Never mind that his tariffs have cost American jobs and hit US stock prices, the real damage he is doing is to the multilateral trade system.

His will be a bilateral agreement to end a unilateral war that he launched in February 2018 that has caused disruption not only to importers and exporters in China and other Asian countries. Which is just how Trump likes it.

The idea of participating in multilateral trade deals under the auspices of the World Trade Organization is anathema to him, just as the United Nations is an “underperformer” and the Paris climate accord “a draconian burden”.

While he has withdrawn from the Paris Accord, he has kept the US inside the WTO but instead nobbled its effectiveness through a legal ruse.
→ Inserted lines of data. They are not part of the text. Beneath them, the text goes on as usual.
// Copyright (c) 2025 Geoffrey Huntley <ghuntley@ghuntley.com>. All rights reserved.
// SPDX-License-Identifier: Proprietary

//! Background scheduling for token renewal, revocation and credential expiry.

pub mod error;
pub mod health;
pub mod scheduler;
pub mod types;

pub use error::{Result, SchedulerError};
pub use health::{HealthState, HealthStatus, LastTickInfo, SchedulerHealth};
pub use scheduler::{compute_sleep, RenewalScheduler};
pub use types::{SchedulerConfig, TickReport};
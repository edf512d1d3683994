// Copyright (c) 2025 Geoffrey Huntley <ghuntley@ghuntley.com>. All rights reserved.
// SPDX-License-Identifier: Proprietary

//! Injectable wall clock.

use chrono::{DateTime, Duration, Utc};
use std::sync::{Arc, Mutex};

/// Source of the current time for expiry and scheduling decisions.
pub trait Clock: Send + Sync + 'static {
	fn now(&self) -> DateTime<Utc>;
}

/// Reads the system clock.
#[derive(Debug, Clone, Copy, Default)]
pub struct SystemClock;

impl Clock for SystemClock {
	fn now(&self) -> DateTime<Utc> {
		Utc::now()
	}
}

/// A clock that only moves when told to. Clones share the same instant.
#[derive(Debug, Clone)]
pub struct ManualClock {
	now: Arc<Mutex<DateTime<Utc>>>,
}

impl ManualClock {
	pub fn new(start: DateTime<Utc>) -> Self {
		Self {
			now: Arc::new(Mutex::new(start)),
		}
	}

	pub fn advance(&self, by: Duration) {
		let mut now = self.now.lock().unwrap_or_else(|e| e.into_inner());
		*now += by;
	}

	pub fn set(&self, to: DateTime<Utc>) {
		*self.now.lock().unwrap_or_else(|e| e.into_inner()) = to;
	}
}

impl Clock for ManualClock {
	fn now(&self) -> DateTime<Utc> {
		*self.now.lock().unwrap_or_else(|e| e.into_inner())
	}
}

#[cfg(test)]
mod tests {
	use super::*;
	use chrono::TimeZone;

	#[test]
	fn manual_clock_advances_across_clones() {
		let start = Utc.with_ymd_and_hms(2025, 1, 1, 0, 0, 0).unwrap();
		let clock = ManualClock::new(start);
		let shared = clock.clone();
		clock.advance(Duration::seconds(90));
		assert_eq!(shared.now(), start + Duration::seconds(90));

		shared.set(start);
		assert_eq!(clock.now(), start);
	}

	#[test]
	fn system_clock_moves_forward() {
		let a = SystemClock.now();
		let b = SystemClock.now();
		assert!(b >= a);
	}
}
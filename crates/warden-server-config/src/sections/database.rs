// Copyright (c) 2025 Geoffrey Huntley <ghuntley@ghuntley.com>. All rights reserved.
// SPDX-License-Identifier: Proprietary

//! Database configuration.

use serde::Deserialize;

const DEFAULT_URL: &str = "sqlite:./warden.db";

/// Database configuration (runtime, fully resolved).
#[derive(Debug, Clone)]
pub struct DatabaseConfig {
	pub url: String,
}

impl Default for DatabaseConfig {
	fn default() -> Self {
		Self {
			url: DEFAULT_URL.to_string(),
		}
	}
}

/// Database configuration layer (partial, for merging).
#[derive(Debug, Clone, Default, Deserialize)]
pub struct DatabaseConfigLayer {
	#[serde(default)]
	pub url: Option<String>,
}

impl DatabaseConfigLayer {
	pub fn merge(&mut self, other: DatabaseConfigLayer) {
		if other.url.is_some() {
			self.url = other.url;
		}
	}

	pub fn finalize(self) -> DatabaseConfig {
		DatabaseConfig {
			url: self.url.unwrap_or_else(|| DEFAULT_URL.to_string()),
		}
	}
}

#[cfg(test)]
mod tests {
	use super::*;

	#[test]
	fn test_default_url() {
		let config = DatabaseConfigLayer::default().finalize();
		assert_eq!(config.url, "sqlite:./warden.db");
	}

	#[test]
	fn test_custom_url() {
		let layer = DatabaseConfigLayer {
			url: Some("sqlite:/var/lib/warden/warden.db".to_string()),
		};
		assert_eq!(layer.finalize().url, "sqlite:/var/lib/warden/warden.db");
	}
}
// Copyright (c) 2025 Geoffrey Huntley <ghuntley@ghuntley.com>. All rights reserved.
// SPDX-License-Identifier: Proprietary

//! Turning stored (encrypted) store settings into engine connections.

use std::future::Future;
use std::time::Duration;
use warden_common_secret::SecretString;
use warden_credentials_core::{ClientIdentity, EngineConnection, EngineResult};
use warden_server_db::{ClientCertificateRecord, PrivateLibrary, StoreRecord, StoreSettings};

use crate::error::{CredentialsError, Result};
use crate::keys::KeyService;

pub(crate) fn decrypt_token(
	keys: &dyn KeyService,
	ciphertext: &[u8],
	key_id: &str,
) -> Result<SecretString> {
	keys.decrypt(ciphertext, key_id)?
		.into_secret_string()
		.map_err(|_| CredentialsError::Decryption("stored token is not valid UTF-8".into()))
}

fn client_identity(
	keys: &dyn KeyService,
	certificate: &[u8],
	encrypted_key: &[u8],
	key_id: &str,
) -> Result<ClientIdentity> {
	let key = keys
		.decrypt(encrypted_key, key_id)?
		.into_secret_string()
		.map_err(|_| CredentialsError::Decryption("client certificate key is not valid UTF-8".into()))?;
	Ok(ClientIdentity {
		certificate: certificate.to_vec(),
		key,
	})
}

pub(crate) fn for_settings(
	settings: &StoreSettings,
	client_identity: Option<ClientIdentity>,
) -> EngineConnection {
	EngineConnection {
		address: settings.vault_address.clone(),
		namespace: settings.namespace.clone(),
		ca_cert: settings.ca_cert.clone(),
		tls_server_name: settings.tls_server_name.clone(),
		tls_skip_verify: settings.tls_skip_verify,
		client_identity,
	}
}

pub(crate) fn for_store(
	keys: &dyn KeyService,
	store: &StoreRecord,
	certificate: Option<&ClientCertificateRecord>,
) -> Result<EngineConnection> {
	let client_identity = certificate
		.map(|c| client_identity(keys, &c.certificate, &c.certificate_key, &c.key_id))
		.transpose()?;
	Ok(for_settings(&store.settings, client_identity))
}

pub(crate) fn for_library(keys: &dyn KeyService, library: &PrivateLibrary) -> Result<EngineConnection> {
	let client_identity = library
		.client_certificate
		.as_ref()
		.map(|c| client_identity(keys, &c.certificate, &c.certificate_key, &c.key_id))
		.transpose()?;
	Ok(EngineConnection {
		address: library.vault_address.clone(),
		namespace: library.namespace.clone(),
		ca_cert: library.ca_cert.clone(),
		tls_server_name: library.tls_server_name.clone(),
		tls_skip_verify: library.tls_skip_verify,
		client_identity,
	})
}

/// Run an engine call bounded by `timeout`; elapsing counts as unavailability.
pub(crate) async fn with_timeout<T>(
	timeout: Duration,
	call: impl Future<Output = EngineResult<T>>,
) -> Result<T> {
	match tokio::time::timeout(timeout, call).await {
		Ok(result) => result.map_err(CredentialsError::from),
		Err(_) => Err(CredentialsError::EngineUnavailable(format!(
			"engine call timed out after {}s",
			timeout.as_secs()
		))),
	}
}

/// Short, non-reversible label for a token in logs.
pub(crate) fn token_label(token_hmac: &[u8]) -> String {
	hex::encode(&token_hmac[..token_hmac.len().min(6)])
}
Washington has blocked new appointments to the Appellate Body, the WTO’s appeals court, under the cover of complaints that judges take too long to make decisions often overreach in their rulings.

The terms of two judges ended in mid-December, leaving only one judge in the group where three are needed to decide appeals under WTO rules.

If a country loses a first stage ruling, that is not binding on the countries involved if one of them appeals. The dispute is in effect on hold indefinitely and countries cannot get legal authorisation to retaliate.

As it happens, among the disputes awaiting a ruling are seven cases that were brought against the US last year. They involve Trump’s move to place import taxes on foreign steel and aluminium because they represent a threat to US national security.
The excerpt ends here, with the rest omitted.